There sadly is this method `_refine_category_()`. As Nils points out in
comment 634 of #10963, it should be renamed, since it makes no sense to
"refine" an object of `Sets()` to an object of `Groups()`: `Groups()` is a
"refinement" of (i.e. has a forgetful functor to) `Sets()`, but is not a
subcategory of `Sets()`. He also claims that `_refine_category_()` mutates
objects (by changing their type) that should better be immutable. But I
argued that the dependence of hash/comparison on the type is a bug that
`_refine_category_()` is not to blame for.

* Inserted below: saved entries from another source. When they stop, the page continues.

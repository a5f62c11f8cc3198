//! LOD error types.

use thiserror::Error;

/// Rejected terrain or quadtree parameters.
///
/// These are programming or configuration mistakes; a well-formed tree never
/// fails to build or traverse.
#[derive(Debug, Clone, PartialEq, Error)]
pub enum LodError {
    /// A patch or terrain extent is zero, negative, or not finite.
    #[error("extent must be positive and finite, got {size_x}x{size_y}")]
    InvalidExtent {
        /// Horizontal extent.
        size_x: f32,
        /// Vertical extent.
        size_y: f32,
    },

    /// A patch origin is not finite.
    #[error("origin must be finite, got ({x}, {y})")]
    InvalidOrigin {
        /// Origin x.
        x: f32,
        /// Origin y.
        y: f32,
    },

    /// A focus point that is not finite.
    #[error("focus must be finite, got ({x}, {y})")]
    InvalidFocus {
        /// Focus x.
        x: f32,
        /// Focus y.
        y: f32,
    },

    /// A depth budget above the hard cap.
    #[error("depth budget {depth} exceeds maximum {max}")]
    DepthTooLarge {
        /// Requested budget.
        depth: u8,
        /// Largest allowed budget.
        max: u8,
    },

    /// The patrol step is not positive or overshoots a whole patrol leg.
    #[error("patrol step must be in (0, {max_step}], got {step}")]
    InvalidStep {
        /// Requested step.
        step: f32,
        /// Length of the shortest patrol leg.
        max_step: f32,
    },
}
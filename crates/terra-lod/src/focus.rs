//! The LOD focus point and the patrol that moves it each frame.

use glam::{Vec2, Vec3};

use crate::{LodError, TerrainConfig};

/// Where detail is wanted this frame.
///
/// Only `x` and `y` drive subdivision; `z` stays zero.
#[derive(Clone, Copy, Debug, Default, PartialEq)]
pub struct FocusState {
    position: Vec3,
}

impl FocusState {
    /// Focus at `(x, y)` on the terrain plane.
    pub fn new(x: f32, y: f32) -> Self {
        Self {
            position: Vec3::new(x, y, 0.0),
        }
    }

    /// Focus placed on the first corner of the patrol path.
    pub fn at_patrol_start(config: &TerrainConfig) -> Self {
        let start = config.patrol_start();
        Self::new(start.x, start.y)
    }

    /// Full position, `z` always zero.
    pub fn position(&self) -> Vec3 {
        self.position
    }

    /// The point subdivision measures distances from.
    pub fn xy(&self) -> Vec2 {
        self.position.truncate()
    }

    /// Move the focus to `xy`, keeping `z` at zero.
    pub fn set_xy(&mut self, xy: Vec2) {
        self.position = xy.extend(0.0);
    }

    /// Reject a focus with a NaN or infinite coordinate.
    pub fn validate(&self) -> Result<(), LodError> {
        let xy = self.xy();
        if xy.is_finite() {
            Ok(())
        } else {
            Err(LodError::InvalidFocus { x: xy.x, y: xy.y })
        }
    }

    /// Move the focus by hand, independent of the patrol.
    pub fn nudge(&mut self, dx: f32, dy: f32) {
        self.set_xy(self.xy() + Vec2::new(dx, dy));
    }
}

/// One side of the patrol rectangle.
#[derive(Clone, Copy, Debug, PartialEq, Eq, Hash)]
pub enum PatrolLeg {
    /// +x until the right edge.
    East,
    /// -y until the bottom edge.
    South,
    /// -x until the left edge.
    West,
    /// +y until the top edge.
    North,
}

impl PatrolLeg {
    /// The leg after a clockwise turn.
    pub fn next(self) -> PatrolLeg {
        match self {
            PatrolLeg::East => PatrolLeg::South,
            PatrolLeg::South => PatrolLeg::West,
            PatrolLeg::West => PatrolLeg::North,
            PatrolLeg::North => PatrolLeg::East,
        }
    }

    /// Unit direction of travel.
    pub fn direction(self) -> Vec2 {
        match self {
            PatrolLeg::East => Vec2::X,
            PatrolLeg::South => Vec2::NEG_Y,
            PatrolLeg::West => Vec2::NEG_X,
            PatrolLeg::North => Vec2::Y,
        }
    }

    /// Distance still to travel along this leg before its edge. Negative once
    /// the focus is past the edge.
    fn remaining(self, pos: Vec2, bounds: &PatrolBounds) -> f32 {
        match self {
            PatrolLeg::East => bounds.right - pos.x,
            PatrolLeg::South => pos.y - bounds.bottom,
            PatrolLeg::West => pos.x - bounds.left,
            PatrolLeg::North => bounds.top - pos.y,
        }
    }

    fn snap(self, pos: Vec2, bounds: &PatrolBounds) -> Vec2 {
        match self {
            PatrolLeg::East => Vec2::new(bounds.right, pos.y),
            PatrolLeg::South => Vec2::new(pos.x, bounds.bottom),
            PatrolLeg::West => Vec2::new(bounds.left, pos.y),
            PatrolLeg::North => Vec2::new(pos.x, bounds.top),
        }
    }
}

/// Edges of the patrol rectangle.
#[derive(Clone, Copy, Debug, PartialEq)]
pub struct PatrolBounds {
    pub left: f32,
    pub right: f32,
    pub top: f32,
    pub bottom: f32,
}

impl PatrolBounds {
    /// Rectangle spanned from the patrol start by the patrol extent.
    pub fn from_config(config: &TerrainConfig) -> Self {
        let start = config.patrol_start();
        let extent = config.patrol_extent();
        Self {
            left: start.x,
            right: start.x + extent.x,
            top: start.y,
            bottom: start.y - extent.y,
        }
    }

    /// Whether `point` lies inside the rectangle grown by `tolerance`.
    pub fn contains(&self, point: Vec2, tolerance: f32) -> bool {
        point.x >= self.left - tolerance
            && point.x <= self.right + tolerance
            && point.y >= self.bottom - tolerance
            && point.y <= self.top + tolerance
    }
}

/// Drives the focus clockwise around the patrol rectangle, one step per tick.
///
/// A leg ends once the focus is within half a step of its edge, or past it.
/// A focus within half a step is snapped onto the edge so rounding error does
/// not build up from lap to lap, and the next leg's step is taken in the same
/// tick. A focus farther past the edge is never moved more than one step per
/// tick, so it rejoins the path gradually.
#[derive(Clone, Debug)]
pub struct FocusTracker {
    leg: PatrolLeg,
    enabled: bool,
}

impl Default for FocusTracker {
    fn default() -> Self {
        Self::new()
    }
}

impl FocusTracker {
    /// A tracker heading east from the patrol start.
    pub fn new() -> Self {
        Self {
            leg: PatrolLeg::East,
            enabled: true,
        }
    }

    /// The leg the next tick moves along.
    pub fn leg(&self) -> PatrolLeg {
        self.leg
    }

    pub fn is_enabled(&self) -> bool {
        self.enabled
    }

    /// Pause or resume the patrol. A paused tracker leaves the focus alone.
    pub fn set_enabled(&mut self, enabled: bool) {
        self.enabled = enabled;
    }

    /// Advance the focus by one patrol step.
    pub fn tick(&mut self, config: &TerrainConfig, focus: &mut FocusState) {
        if !self.enabled {
            return;
        }

        let step = config.patrol_step();
        let tolerance = step * 0.5;
        let bounds = PatrolBounds::from_config(config);
        let mut pos = focus.xy();

        // On the path at most one turn happens per tick. A focus placed off
        // the path may be past several edges; it turns without snapping and
        // walks back one step at a time.
        for _ in 0..4 {
            let remaining = self.leg.remaining(pos, &bounds);
            if remaining > tolerance {
                break;
            }
            if remaining >= -tolerance {
                pos = self.leg.snap(pos, &bounds);
            }
            let next = self.leg.next();
            tracing::trace!(from = ?self.leg, to = ?next, x = pos.x, y = pos.y, "patrol turn");
            self.leg = next;
        }

        focus.set_xy(pos + self.leg.direction() * step);
    }

    /// Ticks needed to travel once around the patrol rectangle.
    pub fn ticks_per_cycle(config: &TerrainConfig) -> usize {
        let legs = config.patrol_extent() / config.patrol_step();
        2 * (legs.x.round() as usize + legs.y.round() as usize)
    }
}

But I see a different problem: `_refine_category_()` should ''only'' be
used for '''full''' subcategories (this currently is the case, we only use
it to pass from `Rings()` to `Fields()`). Suppose O1, O2 have been
initialised in C, and it was found that there is a coercion map phi from
O1 to O2. This coercion map is cached, and by the coercion axioms it is a
morphism, in C. Now suppose that O1 and O2 were refined to S, but S is not
a full subcategory, and hence phi may not be a morphism in S. By
consequence, phi can not be a coercion map after "refining" O1 and O2, and
it might actually be the case that there is no coercion map at all---but
it is still present in the coercion cache!
Therefore, as soon as we have a framework for "categories with forgetful
functors" versus "subcategories" versus "full subcategories", we should
rename `_refine_category_()` into, say,
`_interprete_in_full_subcategory_()`, and add an assertion that prevents
us from pushing an object of C into a non-full subcategory of C.